**WHAT TO WORK ON**: Sort through the material below and copy each line with "impl".

====== INFORMATION SUPPLIED ======

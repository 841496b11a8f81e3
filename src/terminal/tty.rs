//! Crossterm backend: raw mode, alternate screen, double buffer, diff flush.

use super::backend::Backend;
use crate::buffer::diff::{render_diff, render_full, DiffState};
use crate::buffer::{Buffer, Cell};
use crate::config::SessionConfig;
use crate::error::Result;
use crate::input::Key;
use crossterm::{
    cursor, event, execute,
    terminal::{self, EnterAlternateScreen, LeaveAlternateScreen},
};
use std::io::{self, Stdout, Write};

/// A terminal session driven through crossterm.
///
/// Opening the backend puts the terminal in raw mode (and the alternate
/// screen when configured); [`close`](Self::close) restores it. If the owner
/// never calls `close`, dropping the backend restores the terminal too so a
/// panic does not leave the shell in raw mode.
pub struct CrosstermBackend {
    config: SessionConfig,
    /// Frame currently on screen.
    current: Buffer,
    /// Frame being drawn.
    next: Buffer,
    diff_state: DiffState,
    /// Pre-allocated output buffer.
    output: Vec<u8>,
    stdout: Stdout,
    needs_full_redraw: bool,
    cursor: Option<(u16, u16)>,
    closed: bool,
}

impl CrosstermBackend {
    /// Enter raw mode and prepare the screen.
    ///
    /// # Errors
    ///
    /// Returns an error if terminal setup fails (raw mode, alternate screen, etc.).
    pub fn open(config: SessionConfig) -> Result<Self> {
        let (width, height) = terminal::size()?;
        let (width, height) = (width.max(1), height.max(1));

        terminal::enable_raw_mode()?;

        let mut stdout = io::stdout();
        if config.alternate_screen {
            execute!(stdout, EnterAlternateScreen)?;
        }
        if config.hide_cursor {
            execute!(stdout, cursor::Hide)?;
        }
        tracing::info!(width, height, "terminal session opened");

        Ok(Self {
            config,
            current: Buffer::new(width, height),
            next: Buffer::new(width, height),
            diff_state: DiffState::new(),
            output: Vec::with_capacity(65536),
            stdout,
            needs_full_redraw: true,
            cursor: None,
            closed: false,
        })
    }

    /// Restore the terminal.
    pub fn close(mut self) -> Result<()> {
        self.restore()
    }

    fn restore(&mut self) -> Result<()> {
        if self.closed {
            return Ok(());
        }
        self.closed = true;
        execute!(self.stdout, cursor::Show)?;
        if self.config.alternate_screen {
            execute!(self.stdout, LeaveAlternateScreen)?;
        }
        terminal::disable_raw_mode()?;
        tracing::info!("terminal session closed");
        Ok(())
    }

    fn resize(&mut self, width: u16, height: u16) {
        let (width, height) = (width.max(1), height.max(1));
        self.current.resize(width, height);
        self.next.resize(width, height);
        self.needs_full_redraw = true;
        tracing::debug!(width, height, "terminal resized");
    }
}

impl Backend for CrosstermBackend {
    fn size(&self) -> (u16, u16) {
        (self.next.width(), self.next.height())
    }

    fn clear(&mut self) {
        self.next.clear();
    }

    fn draw(&mut self, x: u16, y: u16, cell: Cell) -> Result<()> {
        self.next.put(x, y, cell).map(|_| ())
    }

    fn set_cursor(&mut self, position: Option<(u16, u16)>) {
        self.cursor = position;
    }

    fn flush(&mut self) -> Result<()> {
        self.output.clear();

        if self.needs_full_redraw {
            render_full(&self.next, &mut self.output);
            self.needs_full_redraw = false;
            self.diff_state.reset();
        } else {
            let diff = render_diff(&self.current, &self.next, &mut self.output, &mut self.diff_state);
            tracing::trace!(
                cells_changed = diff.cells_changed,
                cursor_moves = diff.cursor_moves,
                color_changes = diff.color_changes,
                "flushed frame diff"
            );
        }

        match self.cursor {
            Some((x, y)) => {
                let _ = write!(&mut self.output, "\x1b[{};{}H\x1b[?25h", y + 1, x + 1);
                self.diff_state.reset();
            }
            None if self.config.hide_cursor => self.output.extend_from_slice(b"\x1b[?25l"),
            None => {}
        }

        if !self.output.is_empty() {
            self.stdout.write_all(&self.output)?;
            self.stdout.flush()?;
        }

        self.current.copy_from(&self.next);
        Ok(())
    }

    fn read_key(&mut self) -> Result<Key> {
        loop {
            let event = event::read()?;
            if let event::Event::Resize(width, height) = event {
                self.resize(width, height);
                continue;
            }
            if let Some(key) = Key::from_event(&event) {
                return Ok(key);
            }
        }
    }
}

impl Drop for CrosstermBackend {
    fn drop(&mut self) {
        let _ = self.restore();
    }
}
//! Fonts: a color pair plus attributes, registered under a stable id.
//!
//! The font id is what blueprints store, so a font saved next to a
//! blueprint can be looked back up after reloading.

use super::color::{ColorId, ColorRegistry};
use crate::buffer::{Attributes, Color};
use crate::error::{Error, Result};
use serde::{Deserialize, Serialize};
use std::fmt;
use std::fs;
use std::path::{Path, PathBuf};

/// Id of a registered font. Allocated from 0 upward.
#[derive(Debug, Clone, Copy, PartialEq, Eq, Hash, PartialOrd, Ord, Serialize, Deserialize)]
#[serde(transparent)]
pub struct FontId(u16);

impl FontId {
    /// Wrap a raw id, e.g. one read from a blueprint.
    pub const fn new(raw: u16) -> Self {
        Self(raw)
    }

    /// The raw id value.
    pub const fn get(self) -> u16 {
        self.0
    }
}

impl fmt::Display for FontId {
    fn fmt(&self, f: &mut fmt::Formatter<'_>) -> fmt::Result {
        write!(f, "{}", self.0)
    }
}

/// A color pair and optional attribute mask.
#[derive(Debug, Clone, Copy, PartialEq, Eq, Hash)]
pub struct Font {
    /// Registered color pair.
    pub color: ColorId,
    /// Extra attributes (bold, underline, ...).
    pub attributes: Attributes,
}

/// On-disk form of a font.
#[derive(Serialize, Deserialize)]
struct FontFile {
    color: ColorId,
    attributes: u8,
}

impl Font {
    /// A font using `color` with no attributes.
    pub const fn new(color: ColorId) -> Self {
        Self {
            color,
            attributes: Attributes::empty(),
        }
    }

    /// Set the attributes (builder pattern).
    #[must_use]
    pub const fn with_attributes(mut self, attributes: Attributes) -> Self {
        self.attributes = attributes;
        self
    }

    /// Resolve this font to concrete colors and attributes.
    pub fn resolve(&self, colors: &ColorRegistry) -> Result<(Color, Color, Attributes)> {
        let pair = colors.get(self.color).ok_or(Error::UnknownColor(self.color))?;
        Ok((pair.fg, pair.bg, self.attributes))
    }

    /// Write this font to `dir/font{id}.json` and return the path.
    pub fn export(&self, dir: &Path, id: FontId) -> Result<PathBuf> {
        let path = dir.join(format!("font{id}.json"));
        let file = FontFile {
            color: self.color,
            attributes: self.attributes.bits(),
        };
        fs::write(&path, serde_json::to_string(&file)?)?;
        tracing::debug!(font = %id, path = %path.display(), "exported font");
        Ok(path)
    }

    /// Read a font previously written by [`Font::export`].
    pub fn import(path: &Path) -> Result<Self> {
        let file: FontFile = serde_json::from_str(&fs::read_to_string(path)?)?;
        Ok(Self {
            color: file.color,
            attributes: Attributes::from_bits_truncate(file.attributes),
        })
    }
}

/// Append-only list of fonts.
#[derive(Debug, Default, Clone)]
pub struct FontRegistry {
    fonts: Vec<Font>,
}

impl FontRegistry {
    /// Create an empty registry.
    pub const fn new() -> Self {
        Self { fonts: Vec::new() }
    }

    /// Register a font and return its id.
    ///
    /// Fails once all 65536 ids are in use.
    pub fn register(&mut self, font: Font) -> Result<FontId> {
        let raw = u16::try_from(self.fonts.len()).map_err(|_| Error::RegistryFull("font"))?;
        self.fonts.push(font);
        let id = FontId(raw);
        tracing::debug!(font = %id, "registered font");
        Ok(id)
    }

    /// Look a font up by id.
    pub fn get(&self, id: FontId) -> Option<&Font> {
        self.fonts.get(usize::from(id.0))
    }

    /// Check whether `id` refers to a registered font.
    pub fn contains(&self, id: FontId) -> bool {
        usize::from(id.0) < self.fonts.len()
    }

    /// Number of registered fonts.
    pub fn len(&self) -> usize {
        self.fonts.len()
    }

    /// Whether no font has been registered yet.
    pub fn is_empty(&self) -> bool {
        self.fonts.is_empty()
    }
}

======

**ANSWER TO THE EXERCISE**:
impl CrosstermBackend {
impl Backend for CrosstermBackend {
impl Drop for CrosstermBackend {
impl FontId {
impl fmt::Display for FontId {
impl Font {
impl FontRegistry {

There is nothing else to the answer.